Prompt:
In the records that follow, locate every line with "struct" and extract it.

Records shown:
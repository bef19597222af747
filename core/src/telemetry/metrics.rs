use std::sync::Mutex;

/// Counters for samples ingested and degenerate attitude occurrences.
pub struct MetricsRecorder {
    inner: Mutex<Metrics>,
}

struct Metrics {
    samples: usize,
    degenerate: usize,
}

impl MetricsRecorder {
    pub fn new() -> Self {
        Self {
            inner: Mutex::new(Metrics {
                samples: 0,
                degenerate: 0,
            }),
        }
    }

    pub fn record_sample(&self) {
        if let Ok(mut metrics) = self.inner.lock() {
            metrics.samples += 1;
        }
    }

    pub fn record_degenerate(&self) {
        if let Ok(mut metrics) = self.inner.lock() {
            metrics.degenerate += 1;
        }
    }

    pub fn snapshot(&self) -> (usize, usize) {
        if let Ok(metrics) = self.inner.lock() {
            (metrics.samples, metrics.degenerate)
        } else {
            (0, 0)
        }
    }
}

impl Default for MetricsRecorder {
    fn default() -> Self {
        Self::new()
    }
}

#[cfg(test)]
mod tests {
    use super::*;

    #[test]
    fn counters_accumulate_independently() {
        let metrics = MetricsRecorder::new();
        metrics.record_sample();
        metrics.record_sample();
        metrics.record_degenerate();
        assert_eq!(metrics.snapshot(), (2, 1));
    }
}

Result below:
pub struct MetricsRecorder {
struct Metrics {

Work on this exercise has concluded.